Product curator Ignacio “Nacho” Eiras shares why you shouldn’t miss out on our new trip extension.
What’s the most intriguing city in the United States? My vote goes to Miami. For the past few months, I’ve been shuttling between Miami and Cuba, putting final touches on Vantage’s Cuba adventures for 2018. It’s given me time to get a fresh perspective on this amazing metropolis on Biscayne Bay. In fact, as Vantage’s Regional Manager for Central and South America, I found Miami so interesting, particularly with respect to Cuba, that for 2018 we’ve made it a pre-trip extension to both of our Cuba adventures, Cuba: The People & Culture and Across Cuba: From Santiago de Cuba to Havana.
If your image of Miami is of a sleepy, somewhat-past-its-prime vacation spot where retirees snooze in the sun, then think again. That Miami is long gone. Today you’ll find a hip and stylish destination with international cachet. It attracts more foreign visitors than any U.S. city except New York, and by some measures is the wealthiest city in the country. It’s also got a world-class cultural life, a thriving arts scene, tree-shaded historic districts, and a dynamic downtown of sparkling high rises. As to the setting, the palm-fringed boulevards, celebrity homes, miles of white sand beaches, and beautifully restored Art Deco buildings say “tropical paradise” in any language.

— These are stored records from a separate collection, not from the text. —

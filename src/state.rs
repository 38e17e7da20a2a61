//! Process-wide application state.

use crate::resolver::Terminal;
use crate::settings::Settings;

/// Everything the commands need: the resolved terminal and the loaded
/// settings. Constructed once in `main` and passed by reference.
pub struct AppState {
    pub terminal: Terminal,
    pub settings: Settings,
}

impl AppState {
    pub fn new(terminal: Terminal, settings: Settings) -> Self {
        Self { terminal, settings }
    }
}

I should mention that I’m Argentinian, and, like every South American, I give Miami a special place in my heart as the unofficial, almost mythical, “Capital of Latin America.” Sure, it’s quintessentially American — less than 125 years ago, Miami was swampland; now it’s one of the world’s wealthiest cities — and exudes all the enthusiasm, dynamism, and generosity of the United States. But comfortably nestled with that all-American attitude is a Latin flair that makes me feel right at home.
The prosperous Cuban-exile community occupies an important role in Miami’s business and cultural community. Spend time in Miami’s colorful Little Havana neighborhood, with its coffee shops offering cafecito and cortadito, parks with domino players arguing politics in Cuban-accented Spanish, and restaurants serving vaca frita and picadillo, and you’re halfway to Havana already. In fact, I found it fascinating to compare the interplay between Miami’s Cuban community, founded by landowners, professionals, and business owners who fled the revolution almost 60 years ago, and the Cubans who live on the island today. Miami’s Cuban exiles, particularly the older generation, are staunchly anti-Castro and opposed to any reconciliation with the regime. The younger generation, while still opposed to the Castro government, is decidedly ambiguous, with some more than ready to move on, and others, like their parents and grandparents, taking a hard line. Nonetheless, young and old feel strong ties to the island through family, land, and culture. Island Cubans, on the other hand, seem to vacillate between envy and resentment of their cousins on the mainland. But there’s no denying that a little piece of Cuba lives in Florida. Join us on our Miami extension, and you take a stroll down vibrant Calle Ocho, eat lunch at a superb Cuban restaurant, look over the shoulders of some spirited dominoes players, and learn about the revolution and its aftermath from a veteran of the Bay of Pigs invasion.
Little Havana is without a doubt one of the most interesting neighborhoods in an interesting city, but it’s just one slice. We’ve also arranged a panoramic tour to give you an overview of the city as a whole. You’ll skirt the white sand beaches, sparkling waves, and groundbreaking architecture of Miami Beach, as you travel past the curving white facade of the Fontainebleau hotel, one of the most significant buildings of the 1950s, and head for the tropical pastels of South Beach, one of the world’s most notable Art Deco neighborhoods. Along the way, we’ll see the mansions of some of the stars of sports, fashion, and film that have succumbed to Miami’s charms.
You’ll also visit Coral Gables, a product of Miami’s 1920s boom years, one of the first planned communities in the United States. We’ll head down the famed “Miracle Mile,” and view the Biltmore Hotel. The Biltmore was the tallest building in Florida when it was built, and has served as hospital during World War II and part of the University of Miami’s medical school campus. It’s been recently restored to its luxury hotel status, but it’s no wonder they say it’s haunted!
Experience for yourself the flair and cultural vibrancy that draws tourists, sun seekers, and business people to Miami from all over the world. When you land in Cuba after the brief flight from Miami, you may be struck, as I was, that two places, separated by less than a hundred miles of water, have followed such different trajectories. But, making those discoveries is why we travel, isn’t it?